In China, for example, it was structuring adviser on 13 ESG-related deals, including a US dollar/renminbi dual-tranche deal for Bank of China HK, which was the first transition bond aligned to ICMA's Climate Transition Finance Handbook. Another highlight was the first sovereign sustainable sukuk, an US$800m 10-year deal for Malaysia. HSBC was sole green structuring adviser.
The bank was also a green structuring agent on Delhi International Airport’s US$450m four-year green bond. This was an example of bringing a sector back to the market after being badly hit by the effects of the pandemic.

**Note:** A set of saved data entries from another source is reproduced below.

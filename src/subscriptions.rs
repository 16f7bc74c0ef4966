//! Static table of relay subscriptions and the loop that keeps them alive.
//!
//! Each read relay gets its own session task. A session resubscribes every
//! registered filter from its replay watermark, hands each event to its
//! handler in a separate task, and advances the watermark once the handler
//! succeeds. Dropped connections are retried after a pause.

use std::{sync::Arc, time::Duration};

use anyhow::Result;
use async_trait::async_trait;
use futures_util::future::join_all;
use tokio::task::JoinSet;
use tracing::{debug, error, info, warn};

use crate::{
    event::{Event, KIND_REGULAR},
    ledger::TX_OK,
    relay::{Filter, RelaySet, SubscriptionItem},
    replay::ReplayTracker,
};

const RETRY_DELAY: Duration = Duration::from_secs(5);

#[async_trait]
pub trait EventHandler: Send + Sync {
    async fn handle(&self, event: Event) -> Result<()>;
}

/// Logical subscriptions; the name doubles as the watermark key.
#[derive(Debug, Clone, Copy, PartialEq, Eq, Hash)]
pub enum SubscriptionKey {
    InternalTransactionOk,
}

impl SubscriptionKey {
    pub const ALL: [SubscriptionKey; 1] = [SubscriptionKey::InternalTransactionOk];

    pub fn as_str(&self) -> &'static str {
        match self {
            SubscriptionKey::InternalTransactionOk => "internal-transaction-ok",
        }
    }
}

/// Acknowledgements addressed to the service.
pub fn ack_filter(service_pubkey: &str) -> Filter {
    Filter::default()
        .kinds([KIND_REGULAR])
        .tag("p", [service_pubkey])
        .tag("t", [TX_OK])
}

pub struct Registration {
    pub key: SubscriptionKey,
    /// Filter without the `since` bound, which is filled in per session.
    pub filter: Filter,
    pub handler: Arc<dyn EventHandler>,
}

#[derive(Default)]
pub struct Registry {
    entries: Vec<Arc<Registration>>,
}

impl Registry {
    pub fn new() -> Self {
        Self::default()
    }

    pub fn register(mut self, key: SubscriptionKey, filter: Filter, handler: Arc<dyn EventHandler>) -> Self {
        self.entries.push(Arc::new(Registration {
            key,
            filter,
            handler,
        }));
        self
    }

    pub fn entries(&self) -> &[Arc<Registration>] {
        &self.entries
    }
}

pub struct SubscriptionRunner {
    relays: Arc<RelaySet>,
    tracker: Arc<ReplayTracker>,
    registry: Arc<Registry>,
    retry: Duration,
}

impl SubscriptionRunner {
    pub fn new(relays: Arc<RelaySet>, tracker: Arc<ReplayTracker>, registry: Registry) -> Self {
        Self {
            relays,
            tracker,
            registry: Arc::new(registry),
            retry: RETRY_DELAY,
        }
    }

    /// Run a session loop per read relay. Never returns under normal
    /// operation.
    pub async fn run(self: Arc<Self>) {
        let urls = self.relays.urls().to_vec();
        join_all(urls.into_iter().map(|url| {
            let runner = self.clone();
            async move { runner.relay_loop(url).await }
        }))
        .await;
    }

    async fn relay_loop(&self, url: String) {
        loop {
            match self.session(&url).await {
                Ok(()) => info!(relay = %url, "relay session ended"),
                Err(e) => warn!(relay = %url, error = %e, "relay session failed"),
            }
            tokio::time::sleep(self.retry).await;
        }
    }

    /// Subscribe every registration on `url` and pump events until the
    /// connection drops.
    async fn session(&self, url: &str) -> Result<()> {
        let conn = self.relays.connection(url).await?;
        let mut pumps = JoinSet::new();
        for reg in self.registry.entries() {
            let mut filter = reg.filter.clone();
            filter.since = self.tracker.resume_since(reg.key.as_str()).await?;
            let since = filter.since;
            let mut sub = conn.subscribe(reg.key.as_str(), filter)?;
            debug!(relay = url, key = reg.key.as_str(), sub = sub.id(), ?since, "subscribed");
            let reg = reg.clone();
            let tracker = self.tracker.clone();
            let relay = url.to_string();
            pumps.spawn(async move {
                while let Some(item) = sub.next().await {
                    match item {
                        SubscriptionItem::Event(ev) => dispatch(tracker.clone(), reg.clone(), ev),
                        SubscriptionItem::EndOfStored => {
                            debug!(relay = %relay, sub = sub.id(), "caught up")
                        }
                    }
                }
                debug!(relay = %relay, sub = sub.id(), "subscription closed");
            });
        }
        while pumps.join_next().await.is_some() {}
        Ok(())
    }
}

/// Handle one event in its own task; the watermark only moves on success.
fn dispatch(tracker: Arc<ReplayTracker>, reg: Arc<Registration>, ev: Event) {
    tokio::spawn(async move {
        let id = ev.id.clone();
        let created_at = ev.created_at;
        match reg.handler.handle(ev).await {
            Ok(()) => {
                if let Err(e) = tracker.mark_processed(reg.key.as_str(), created_at).await {
                    warn!(event = %id, error = %e, "failed to advance watermark");
                }
            }
            Err(e) => error!(event = %id, key = reg.key.as_str(), error = %e, "handler failed"),
        }
    });
}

Away from ESG, in Asia the FIG sector was an area in which HSBC did especially well. Its work for AIA Group is a good illustration of the bank’s capabilities, helping the insurer raise subordinated debt in US dollars, euros and Singapore dollars in three separate transactions.
“It shows what HSBC can do across all of these different types of products,” said McNelis.
In corporates, the highlight was leading a four-tranche deal for Chinese technology company Tencent that included 30 and 40-year tenors, fitting in with the theme of duration that was so evident in bond markets in 2021.
As for other aspects of its corporate business in the region, one question that has been asked of the bank is its exposure to the Chinese property sector, which has experienced several defaults, most notably by China Evergrande Group.
The bank’s management has publicly stated that “we do not have any exposure to Evergrande”. Overall it has said that its exposure to mainland Chinese property companies was US$14.7bn, as of the end of the third quarter, and that the bank is “comfortable with our exposure” to the sector.
Outside the Middle East and Asia, the bank may not be as high in the league tables but it still had some notable transactions, particularly in those areas that it is keen to stress: ESG, local currency and liability management.
“We may not be in the top three in terms of volume, but we have increased our profile,” said Bothamley about the bank’s Latin America business.
In January the bank was a lead on Chile’s US$4.25bn-equivalent green and social bond issues. The deal, which was in US dollars and euros, included the biggest social bond out of Latin America.